Implement GCM. Use AES-128 as your block cipher. You can probably
reuse whatever you had before for CTR mode. The important new thing to
implement here is the MAC. The above description is brief and
informal; check out the spec for the finer points. Since you've
already got the tools for working in GF(2^k), this shouldn't take too
long.

Okay. Let's rethink our view of the MAC. We'll use our example payload
from above. Here it is:

    t = (((((((((((h * a0) + a1) * h) + c0) * h) + c1) * h) + c2) * h) + len) * h) + s

Kind of a mouthful. Let's rewrite it:

    t = a0*h^6 + a1*h^5 + c0*h^4 + c1*h^3 + c2*h^2 + len*h + s

In other words, we calculate the MAC by constructing this polynomial:

    f(y) = a0*y^6 + a1*y^5 + c0*y^4 + c1*y^3 + c2*y^2 + len*y + s

And computing t = f(h).

Remember: as the attacker, we don't know that whole polynomial. We
know all the AD and ciphertext coefficients, and we know t = f(h), but
we don't know the mask s.

What happens if we repeat a nonce? Let's posit this additional payload
encrypted under the same nonce:

    b0 || d0 || d1

That's one block of AD and two blocks of ciphertext. The MAC will look
like this:

    t = b0*h^4 + d0*h^3 + d1*h^2 + len*h + s

Let's put them side by side (and rewrite them a little):

    t0 = a0*h^6 + a1*h^5 + c0*h^4 + c1*h^3 + c2*h^2 + l0*h + s
    t1 =                   b0*h^4 + d0*h^3 + d1*h^2 + l1*h + s

See how the s masks are identical? They depend only on the nonce and
the encryption key. Since addition is XOR in our field, we can add
these two equations together and that mask will wash right out:

    t0 + t1 = a0*h^6 + a1*h^5 + (c0 + b0)*h^4 + (c1 + d0)*h^3 +
              (c2 + d1)*h^2 + (l0 + l1)*h

Finally, we'll collect all the terms on one side:

    0 = a0*h^6 + a1*h^5 + (c0 + b0)*h^4 + (c1 + d0)*h^3 +
        (c2 + d1)*h^2 + (l0 + l1)*h + (t0 + t1)

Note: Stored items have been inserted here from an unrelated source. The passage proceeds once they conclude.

//! The offline cache manager: install, activate and fetch handlers.
//!
//! Install precaches the static manifest into the store named by the
//! current cache version, all-or-nothing. Activate deletes every other
//! store and claims open clients. Fetch answers same-origin GETs with the
//! strategy the policy table picks for the request's destination.

use std::sync::{Arc, Mutex};

use futures::future::try_join_all;
use reqwest::Method;
use tracing::{debug, error, info, warn};

use crate::config::WorkerConfig;
use crate::error::WorkerError;
use crate::event::{ExtendableEvent, FetchOutcome, ResponseSource, WorkerHost, WorkerState};
use crate::http::{CacheKey, Request, Response};
use crate::network::Network;
use crate::policy::{PolicyTable, Strategy};
use crate::store::{CacheStorage, CachedResponse};

/// Result of an activation cleanup pass.
#[derive(Debug, Default, Clone, PartialEq, Eq)]
pub struct ActivateSummary {
    pub deleted: Vec<String>,
    /// Stale stores that could not be deleted; retried on the next activation.
    pub failed: Vec<String>,
}

pub struct OfflineCacheManager<S, N, H> {
    config: Arc<WorkerConfig>,
    policies: PolicyTable,
    storage: Arc<S>,
    network: Arc<N>,
    host: H,
    state: Mutex<WorkerState>,
}

impl<S, N, H> OfflineCacheManager<S, N, H>
where
    S: CacheStorage + 'static,
    N: Network + 'static,
    H: WorkerHost,
{
    pub fn new(config: WorkerConfig, storage: Arc<S>, network: Arc<N>, host: H) -> Result<Self, WorkerError> {
        config.validate()?;
        let policies = config.policy_table();
        Ok(Self {
            config: Arc::new(config),
            policies,
            storage,
            network,
            host,
            state: Mutex::new(WorkerState::Parsed),
        })
    }

    pub fn config(&self) -> &WorkerConfig {
        &self.config
    }

    pub fn host(&self) -> &H {
        &self.host
    }

    pub fn state(&self) -> WorkerState {
        match self.state.lock() {
            Ok(state) => *state,
            Err(poisoned) => *poisoned.into_inner(),
        }
    }

    fn set_state(&self, next: WorkerState) {
        let mut state = match self.state.lock() {
            Ok(state) => state,
            Err(poisoned) => poisoned.into_inner(),
        };
        debug!(from = ?*state, to = ?next, "Worker state change");
        *state = next;
    }

    // ===== Install =====

    /// Precache the manifest, then ask the host to activate immediately.
    ///
    /// Nothing is written unless every asset fetched with a 2xx status.
    pub async fn on_install(&self) -> Result<(), WorkerError> {
        info!(cache = %self.config.cache_name, "Installing");
        self.set_state(WorkerState::Installing);

        match self.precache().await {
            Ok(count) => {
                info!(cache = %self.config.cache_name, assets = count, "Cached static assets");
                self.set_state(WorkerState::Installed);
                self.host.skip_waiting().await;
                Ok(())
            }
            Err(e) => {
                error!(cache = %self.config.cache_name, error = %e, "Cache failed");
                self.set_state(WorkerState::Redundant);
                Err(e)
            }
        }
    }

    async fn precache(&self) -> Result<usize, WorkerError> {
        let requests = self
            .config
            .manifest()
            .into_iter()
            .map(|path| -> Result<(String, Request), WorkerError> {
                let url = self.config.resolve(&path)?;
                Ok((path, Request::get(url)))
            })
            .collect::<Result<Vec<_>, _>>()?;

        let fetches = requests.iter().map(|(path, request)| async move {
            let response = self
                .network
                .fetch(request)
                .await
                .map_err(|source| WorkerError::Install {
                    path: path.clone(),
                    source,
                })?;
            if !response.ok() {
                return Err(WorkerError::InstallStatus {
                    path: path.clone(),
                    status: response.status,
                });
            }
            Ok::<_, WorkerError>((request.cache_key(), response))
        });
        let entries = try_join_all(fetches).await?;

        let count = entries.len();
        self.storage.put_all(&self.config.cache_name, entries).await?;
        Ok(count)
    }

    // ===== Activate =====

    /// Delete every store but the current one, then claim open clients.
    ///
    /// Deletion failures are logged and left for the next activation.
    /// Clients are claimed even when the store listing itself fails; that
    /// error is returned afterwards.
    pub async fn on_activate(&self) -> Result<ActivateSummary, WorkerError> {
        info!(cache = %self.config.cache_name, "Activating");
        self.set_state(WorkerState::Activating);

        let cleanup = self.delete_stale_stores().await;

        self.host.claim_clients().await;
        self.set_state(WorkerState::Activated);
        info!(cache = %self.config.cache_name, "Activated");

        cleanup
    }

    async fn delete_stale_stores(&self) -> Result<ActivateSummary, WorkerError> {
        let names = self.storage.keys().await.map_err(|e| {
            warn!(error = %e, "Failed to list cache stores");
            e
        })?;

        let mut summary = ActivateSummary::default();
        for name in names.into_iter().filter(|n| *n != self.config.cache_name) {
            match self.storage.delete(&name).await {
                Ok(true) => {
                    info!(cache = %name, "Deleted stale cache");
                    summary.deleted.push(name);
                }
                Ok(false) => debug!(cache = %name, "Stale cache already gone"),
                Err(e) => {
                    warn!(cache = %name, error = %e, "Failed to delete stale cache");
                    summary.failed.push(name);
                }
            }
        }
        Ok(summary)
    }

    // ===== Fetch =====

    /// Decide the response for an intercepted request.
    ///
    /// Non-GET and cross-origin requests come back as `Passthrough` without
    /// touching the cache. Background refreshes are registered on `event`.
    pub async fn on_fetch(&self, request: &Request, event: &ExtendableEvent) -> Result<FetchOutcome, WorkerError> {
        if request.method != Method::GET {
            debug!(method = %request.method, url = %request.url, "Skipping non-GET request");
            return Ok(FetchOutcome::Passthrough);
        }
        if !self.config.is_same_origin(&request.url) {
            debug!(url = %request.url, "Skipping cross-origin request");
            return Ok(FetchOutcome::Passthrough);
        }

        let strategy = self.policies.strategy_for(request);
        debug!(url = %request.url, strategy = ?strategy, "Intercepting request");
        match strategy {
            Strategy::CacheFirst => self.cache_first(request).await,
            Strategy::NetworkFirst => self.network_first(request).await,
            Strategy::StaleWhileRevalidate => self.stale_while_revalidate(request, event).await,
        }
    }

    async fn cache_first(&self, request: &Request) -> Result<FetchOutcome, WorkerError> {
        let key = request.cache_key();
        if let Some(cached) = self.lookup(&key).await {
            return Ok(FetchOutcome::respond(cached.response, ResponseSource::Cache));
        }

        match self.network.fetch(request).await {
            Ok(response) => {
                self.store_if_cacheable(key, &response).await;
                Ok(FetchOutcome::respond(response, ResponseSource::Network))
            }
            Err(e) => {
                debug!(url = %request.url, error = %e, "Network failed, using offline fallback");
                if request.is_document() {
                    let fallback = self.config.offline_fallback_request()?.cache_key();
                    return match self.lookup(&fallback).await {
                        Some(cached) => Ok(FetchOutcome::respond(cached.response, ResponseSource::Fallback)),
                        None => Err(e.into()),
                    };
                }
                Self::image_placeholder(request).ok_or_else(|| e.into())
            }
        }
    }

    async fn network_first(&self, request: &Request) -> Result<FetchOutcome, WorkerError> {
        let key = request.cache_key();
        match self.network.fetch(request).await {
            Ok(response) => {
                // Whatever the network answered replaces the entry, error pages included
                self.store(key, &response).await;
                Ok(FetchOutcome::respond(response, ResponseSource::Network))
            }
            Err(e) => {
                debug!(url = %request.url, error = %e, "Network failed, trying cache");
                if let Some(cached) = self.lookup(&key).await {
                    return Ok(FetchOutcome::respond(cached.response, ResponseSource::Cache));
                }
                Ok(Self::image_placeholder(request).unwrap_or_else(|| {
                    FetchOutcome::respond(Response::service_unavailable(), ResponseSource::Synthesized)
                }))
            }
        }
    }

    async fn stale_while_revalidate(
        &self,
        request: &Request,
        event: &ExtendableEvent,
    ) -> Result<FetchOutcome, WorkerError> {
        let key = request.cache_key();
        if let Some(cached) = self.lookup(&key).await {
            event.wait_until(revalidate(
                self.storage.clone(),
                self.network.clone(),
                self.config.cache_name.clone(),
                request.clone(),
            ));
            return Ok(FetchOutcome::respond(cached.response, ResponseSource::Cache));
        }

        match self.network.fetch(request).await {
            Ok(response) => {
                self.store_if_cacheable(key, &response).await;
                Ok(FetchOutcome::respond(response, ResponseSource::Network))
            }
            Err(e) => Self::image_placeholder(request).ok_or_else(|| e.into()),
        }
    }

    fn image_placeholder(request: &Request) -> Option<FetchOutcome> {
        request
            .is_image()
            .then(|| FetchOutcome::respond(Response::no_content(), ResponseSource::Synthesized))
    }

    /// Read from the current store. A storage failure counts as a miss.
    async fn lookup(&self, key: &CacheKey) -> Option<CachedResponse> {
        match self.storage.match_in(&self.config.cache_name, key).await {
            Ok(hit) => hit,
            Err(e) => {
                warn!(cache = %self.config.cache_name, key = %key, error = %e, "Cache read failed");
                None
            }
        }
    }

    /// Write a copy of a 200 same-origin response. Failures never reach the caller.
    async fn store_if_cacheable(&self, key: CacheKey, response: &Response) {
        if !response.is_cacheable() {
            debug!(key = %key, status = response.status, "Not caching response");
            return;
        }
        self.store(key, response).await;
    }

    async fn store(&self, key: CacheKey, response: &Response) {
        if let Err(e) = self
            .storage
            .put(&self.config.cache_name, key.clone(), response.clone())
            .await
        {
            warn!(cache = %self.config.cache_name, key = %key, error = %e, "Cache write failed");
        }
    }
}

/// Refresh one cached entry from the network. Every failure is swallowed.
async fn revalidate<S, N>(storage: Arc<S>, network: Arc<N>, cache_name: String, request: Request)
where
    S: CacheStorage + 'static,
    N: Network + 'static,
{
    let response = match network.fetch(&request).await {
        Ok(response) => response,
        Err(e) => {
            debug!(url = %request.url, error = %e, "Background refresh failed");
            return;
        }
    };
    if !response.is_cacheable() {
        debug!(url = %request.url, status = response.status, "Background refresh not cacheable");
        return;
    }
    match storage.put(&cache_name, request.cache_key(), response).await {
        Ok(()) => debug!(url = %request.url, "Background refresh stored"),
        Err(e) => warn!(cache = %cache_name, url = %request.url, error = %e, "Background refresh write failed"),
    }
}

And rewrite it as a polynomial in y:

    f(y) = a0*y^6 + a1*y^5 + (c0 + b0)*y^4 + (c1 + d0)*y^3 +
           (c2 + d1)*y^2 + (l0 + l1)*y + (t0 + t1)

Now we know a polynomial f(y), and we know that f(h) = 0. In other
words, the authentication key is a root. That means all we have to do
is factor the equation to get an extremely short list of candidates
for the authentication key. This turns out not to be so hard, but we
will need some more tools.

First, we need to be able to operate on polynomials with coefficients
in GF(2^128).

(Don't get confused: before we used polynomials with coefficients in
GF(2) to represent elements in GF(2^128). Now we're building on top of
that to work with polynomials with coefficients in GF(2^128).)

The simplest representation is probably just an array of field
elements. The algorithms are all going to be basically the same as
above, so I'm not going to reiterate them here. The only difference is
that you will need to call your primitive functions for GF(2^k)
polynomials in place of your language's built-in arithmetic operators.

With that out of the way, let's get factoring. Factoring a polynomial
over a finite field means separating it out into smaller polynomials
that are irreducible over the field. Remember that irreducible
polynomials are sort of like prime numbers.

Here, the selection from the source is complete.